» What you need to do: The full set of records must be set down verbatim.
══════════
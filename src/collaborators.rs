use std::fmt::Debug;
use std::path::PathBuf;

use nix::unistd::{Gid, Uid};

use crate::error::Error;

/// A resolved identity: the numeric ids and home directory a textual user
/// name maps to.
#[derive(Debug, Clone)]
pub struct ResolvedUser {
    pub uid: Uid,
    pub gid: Gid,
    pub home: PathBuf,
}

/// Maps a textual user to `(uid, gid, home_dir)`. The default
/// implementation is backed by `getpwnam`-style lookup; a host agent may
/// substitute a synthetic resolver in tests or when `user` is an identity
/// the orchestrator itself manages rather than a system account.
pub trait UserResolver: Send + Sync + Debug {
    fn resolve(&self, user: &str) -> Result<ResolvedUser, Error>;
}

/// Resolves against the host's `/etc/passwd` (or equivalent NSS source) via
/// `nix::unistd::User`.
#[derive(Debug, Default, Clone, Copy)]
pub struct SystemUserResolver;

impl UserResolver for SystemUserResolver {
    fn resolve(&self, user: &str) -> Result<ResolvedUser, Error> {
        if user.is_empty() {
            return Err(Error::UserLookup {
                user: user.to_owned(),
                reason: "empty user name".to_owned(),
            });
        }
        let entry = nix::unistd::User::from_name(user)
            .map_err(|e| Error::UserLookup {
                user: user.to_owned(),
                reason: e.to_string(),
            })?
            .ok_or_else(|| Error::UserLookup {
                user: user.to_owned(),
                reason: "no such user".to_owned(),
            })?;
        Ok(ResolvedUser {
            uid: entry.uid,
            gid: entry.gid,
            home: entry.dir,
        })
    }
}

/// Supplies the host facts `CpuTracker`'s tick derivation needs: clock
/// ticks per second (`sysconf(_SC_CLK_TCK)`) and the number of cores the
/// bandwidth figure is relative to.
pub trait HostInfo: Send + Sync + Debug {
    fn ticks_per_core(&self) -> i64;
    fn cores(&self) -> usize;
}

#[derive(Debug, Default, Clone, Copy)]
pub struct SysconfHostInfo;

impl HostInfo for SysconfHostInfo {
    fn ticks_per_core(&self) -> i64 {
        nix::unistd::sysconf(nix::unistd::SysconfVar::CLK_TCK)
            .ok()
            .flatten()
            .unwrap_or(100)
    }

    fn cores(&self) -> usize {
        std::thread::available_parallelism()
            .map(|n| n.get())
            .unwrap_or(1)
    }
}

/// Yields the absolute path of the currently running program, used to
/// re-invoke it as the shim.
pub trait SelfBinaryLocator: Send + Sync + Debug {
    fn locate(&self) -> Result<PathBuf, Error>;
}

#[derive(Debug, Default, Clone, Copy)]
pub struct CurrentExeLocator;

impl SelfBinaryLocator for CurrentExeLocator {
    fn locate(&self) -> Result<PathBuf, Error> {
        std::env::current_exe().map_err(|e| Error::Spawn {
            source: nix::errno::Errno::from_i32(e.raw_os_error().unwrap_or(nix::libc::EIO)),
        })
    }
}
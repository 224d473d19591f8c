//! Thin re-exec entrypoint. A real host agent links the `sbox-exec` library
//! directly and drives `Executor`; this binary exists only so the crate has
//! something `current_exe()` can point at and `LaunchPlan` can re-invoke as
//! the Shim.

use sbox_exec::shim;

fn main() {
    tracing_subscriber::fmt::init();

    let args: Vec<String> = std::env::args().collect();
    match args.get(1).map(String::as_str) {
        Some(subcommand) if subcommand == shim::SUBCOMMAND => {
            shim::run(&args[2..]);
        }
        _ => {
            eprintln!(
                "usage: {} {} <defaults-bool> <path-spec>... -- <command> <args>...",
                args.first().map(String::as_str).unwrap_or("sbox-agent"),
                shim::SUBCOMMAND
            );
            std::process::exit(shim::EXIT_FAILURE);
        }
    }
}
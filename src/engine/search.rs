//! The search engine: presolve, the propagation fixpoint loop, iterative depth-first search with
//! NoGood learning and restarts, and branch-and-bound optimisation.

use std::sync::atomic::AtomicBool;
use std::sync::atomic::Ordering;
use std::sync::Arc;

use log::debug;
use log::info;
use rand::rngs::SmallRng;
use rand::seq::SliceRandom;
use rand::SeedableRng;

use crate::basic_types::HashMap;
use crate::basic_types::KeyedVec;
use crate::basic_types::Solution;
use crate::basic_types::StorageKey;
use crate::engine::assignments::UpdateKind;
use crate::engine::domains::DomainEvent;
use crate::engine::nogoods::Literal;
use crate::engine::nogoods::NoGoodStore;
use crate::engine::variables::DecisionLevel;
use crate::engine::variables::VariableId;
use crate::kabocha_assert_moderate;
use crate::model::Model;
use crate::statistics::SolverStats;

/// The seed used by [`SearchEngine::default`]; fixed so repeated runs are reproducible.
pub(crate) const DEFAULT_SEED: u64 = 12_345_678;

const INITIAL_CONFLICT_LIMIT: f64 = 5.0;
const INITIAL_OUTER_LIMIT: f64 = 10.0;
const CONFLICT_LIMIT_MULTIPLIER: f64 = 1.1;
const ACTIVITY_DECAY: f64 = 0.99;

/// Outcome of one bounded search attempt.
#[derive(Debug, Clone, Copy, PartialEq, Eq)]
pub(crate) enum SearchResult {
    Sat,
    Unsat,
    /// The conflict budget ran out or the search was cancelled.
    Unknown,
}

/// One level of the explicit depth-first search stack.
#[derive(Debug)]
struct Frame {
    var: VariableId,
    values: Vec<i64>,
    value_index: usize,
    save_point: DecisionLevel,
    prev_min: i64,
    prev_max: i64,
    /// NoGood pool size when this frame was opened; deeper NoGoods are dropped on exhaustion.
    nogoods_before: usize,
    /// Conflicts this subtree may still spend before reporting [`SearchResult::Unknown`].
    remaining_budget: i64,
}

/// Search state that lives across attempts: activities, NoGoods, restart bookkeeping, the best
/// partial assignment, statistics, and the cancellation flag.
#[derive(Debug)]
pub(crate) struct SearchEngine {
    pub(crate) nogood_learning: bool,
    pub(crate) restart_enabled: bool,
    pub(crate) activity_selection: bool,
    pub(crate) activity_first: bool,
    pub(crate) verbose: bool,
    /// Reserved for a bisection branching strategy; stored but never acted upon.
    pub(crate) bisection_threshold: usize,
    seed: u64,
    rng: SmallRng,

    activity: KeyedVec<VariableId, f64>,
    /// Activities supplied through the warm-start API, applied at the next solve.
    pub(crate) preset_activity: HashMap<VariableId, f64>,
    /// Scan order for variable selection, reshuffled at every restart. The first
    /// `decision_var_end` entries are the search variables, the rest the defined ones.
    var_order: Vec<VariableId>,
    decision_var_end: usize,
    decision_trail: Vec<Literal>,
    pub(crate) nogoods: NoGoodStore,

    best_num_instantiated: usize,
    best_assignment: HashMap<VariableId, i64>,
    current_best_assignment: HashMap<VariableId, i64>,
    /// Value-ordering hints supplied through the warm-start API, applied at the next solve.
    pub(crate) hint: HashMap<VariableId, i64>,

    current_decision: DecisionLevel,
    stopped: Arc<AtomicBool>,
    pub(crate) stats: SolverStats,
}

impl Default for SearchEngine {
    fn default() -> Self {
        SearchEngine::with_seed(DEFAULT_SEED)
    }
}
══════════
» Response below:
filename src/collaborators.rs
use std::fmt::Debug;
use std::path::PathBuf;

use nix::unistd::{Gid, Uid};

use crate::error::Error;

/// A resolved identity: the numeric ids and home directory a textual user
/// name maps to.
#[derive(Debug, Clone)]
pub struct ResolvedUser {
    pub uid: Uid,
    pub gid: Gid,
    pub home: PathBuf,
}

/// Maps a textual user to `(uid, gid, home_dir)`. The default
/// implementation is backed by `getpwnam`-style lookup; a host agent may
/// substitute a synthetic resolver in tests or when `user` is an identity
/// the orchestrator itself manages rather than a system account.
pub trait UserResolver: Send + Sync + Debug {
    fn resolve(&self, user: &str) -> Result<ResolvedUser, Error>;
}

/// Resolves against the host's `/etc/passwd` (or equivalent NSS source) via
/// `nix::unistd::User`.
#[derive(Debug, Default, Clone, Copy)]
pub struct SystemUserResolver;

impl UserResolver for SystemUserResolver {
    fn resolve(&self, user: &str) -> Result<ResolvedUser, Error> {
        if user.is_empty() {
            return Err(Error::UserLookup {
                user: user.to_owned(),
                reason: "empty user name".to_owned(),
            });
        }
        let entry = nix::unistd::User::from_name(user)
            .map_err(|e| Error::UserLookup {
                user: user.to_owned(),
                reason: e.to_string(),
            })?
            .ok_or_else(|| Error::UserLookup {
                user: user.to_owned(),
                reason: "no such user".to_owned(),
            })?;
        Ok(ResolvedUser {
            uid: entry.uid,
            gid: entry.gid,
            home: entry.dir,
        })
    }
}

/// Supplies the host facts `CpuTracker`'s tick derivation needs: clock
/// ticks per second (`sysconf(_SC_CLK_TCK)`) and the number of cores the
/// bandwidth figure is relative to.
pub trait HostInfo: Send + Sync + Debug {
    fn ticks_per_core(&self) -> i64;
    fn cores(&self) -> usize;
}

#[derive(Debug, Default, Clone, Copy)]
pub struct SysconfHostInfo;

impl HostInfo for SysconfHostInfo {
    fn ticks_per_core(&self) -> i64 {
        nix::unistd::sysconf(nix::unistd::SysconfVar::CLK_TCK)
            .ok()
            .flatten()
            .unwrap_or(100)
    }

    fn cores(&self) -> usize {
        std::thread::available_parallelism()
            .map(|n| n.get())
            .unwrap_or(1)
    }
}

/// Yields the absolute path of the currently running program, used to
/// re-invoke it as the shim.
pub trait SelfBinaryLocator: Send + Sync + Debug {
    fn locate(&self) -> Result<PathBuf, Error>;
}

#[derive(Debug, Default, Clone, Copy)]
pub struct CurrentExeLocator;

impl SelfBinaryLocator for CurrentExeLocator {
    fn locate(&self) -> Result<PathBuf, Error> {
        std::env::current_exe().map_err(|e| Error::Spawn {
            source: nix::errno::Errno::from_i32(e.raw_os_error().unwrap_or(nix::libc::EIO)),
        })
    }
}
repository 224d473d19591f8c
//! Thin re-exec entrypoint. A real host agent links the `sbox-exec` library
//! directly and drives `Executor`; this binary exists only so the crate has
//! something `current_exe()` can point at and `LaunchPlan` can re-invoke as
//! the Shim.

use sbox_exec::shim;

fn main() {
    tracing_subscriber::fmt::init();

    let args: Vec<String> = std::env::args().collect();
    match args.get(1).map(String::as_str) {
        Some(subcommand) if subcommand == shim::SUBCOMMAND => {
            shim::run(&args[2..]);
        }
        _ => {
            eprintln!(
                "usage: {} {} <defaults-bool> <path-spec>... -- <command> <args>...",
                args.first().map(String::as_str).unwrap_or("sbox-agent"),
                shim::SUBCOMMAND
            );
            std::process::exit(shim::EXIT_FAILURE);
        }
    }
}
filename src/engine/search.rs
//! The search engine: presolve, the propagation fixpoint loop, iterative depth-first search with
//! NoGood learning and restarts, and branch-and-bound optimisation.

use std::sync::atomic::AtomicBool;
use std::sync::atomic::Ordering;
use std::sync::Arc;

use log::debug;
use log::info;
use rand::rngs::SmallRng;
use rand::seq::SliceRandom;
use rand::SeedableRng;

use crate::basic_types::HashMap;
use crate::basic_types::KeyedVec;
use crate::basic_types::Solution;
use crate::basic_types::StorageKey;
use crate::engine::assignments::UpdateKind;
use crate::engine::domains::DomainEvent;
use crate::engine::nogoods::Literal;
use crate::engine::nogoods::NoGoodStore;
use crate::engine::variables::DecisionLevel;
use crate::engine::variables::VariableId;
use crate::kabocha_assert_moderate;
use crate::model::Model;
use crate::statistics::SolverStats;

/// The seed used by [`SearchEngine::default`]; fixed so repeated runs are reproducible.
pub(crate) const DEFAULT_SEED: u64 = 12_345_678;

const INITIAL_CONFLICT_LIMIT: f64 = 5.0;
const INITIAL_OUTER_LIMIT: f64 = 10.0;
const CONFLICT_LIMIT_MULTIPLIER: f64 = 1.1;
const ACTIVITY_DECAY: f64 = 0.99;

/// Outcome of one bounded search attempt.
#[derive(Debug, Clone, Copy, PartialEq, Eq)]
pub(crate) enum SearchResult {
    Sat,
    Unsat,
    /// The conflict budget ran out or the search was cancelled.
    Unknown,
}

/// One level of the explicit depth-first search stack.
#[derive(Debug)]
struct Frame {
    var: VariableId,
    values: Vec<i64>,
    value_index: usize,
    save_point: DecisionLevel,
    prev_min: i64,
    prev_max: i64,
    /// NoGood pool size when this frame was opened; deeper NoGoods are dropped on exhaustion.
    nogoods_before: usize,
    /// Conflicts this subtree may still spend before reporting [`SearchResult::Unknown`].
    remaining_budget: i64,
}

/// Search state that lives across attempts: activities, NoGoods, restart bookkeeping, the best
/// partial assignment, statistics, and the cancellation flag.
#[derive(Debug)]
pub(crate) struct SearchEngine {
    pub(crate) nogood_learning: bool,
    pub(crate) restart_enabled: bool,
    pub(crate) activity_selection: bool,
    pub(crate) activity_first: bool,
    pub(crate) verbose: bool,
    /// Reserved for a bisection branching strategy; stored but never acted upon.
    pub(crate) bisection_threshold: usize,
    seed: u64,
    rng: SmallRng,

    activity: KeyedVec<VariableId, f64>,
    /// Activities supplied through the warm-start API, applied at the next solve.
    pub(crate) preset_activity: HashMap<VariableId, f64>,
    /// Scan order for variable selection, reshuffled at every restart. The first
    /// `decision_var_end` entries are the search variables, the rest the defined ones.
    var_order: Vec<VariableId>,
    decision_var_end: usize,
    decision_trail: Vec<Literal>,
    pub(crate) nogoods: NoGoodStore,

    best_num_instantiated: usize,
    best_assignment: HashMap<VariableId, i64>,
    current_best_assignment: HashMap<VariableId, i64>,
    /// Value-ordering hints supplied through the warm-start API, applied at the next solve.
    pub(crate) hint: HashMap<VariableId, i64>,

    current_decision: DecisionLevel,
    stopped: Arc<AtomicBool>,
    pub(crate) stats: SolverStats,
}

impl Default for SearchEngine {
    fn default() -> Self {
        SearchEngine::with_seed(DEFAULT_SEED)
    }
}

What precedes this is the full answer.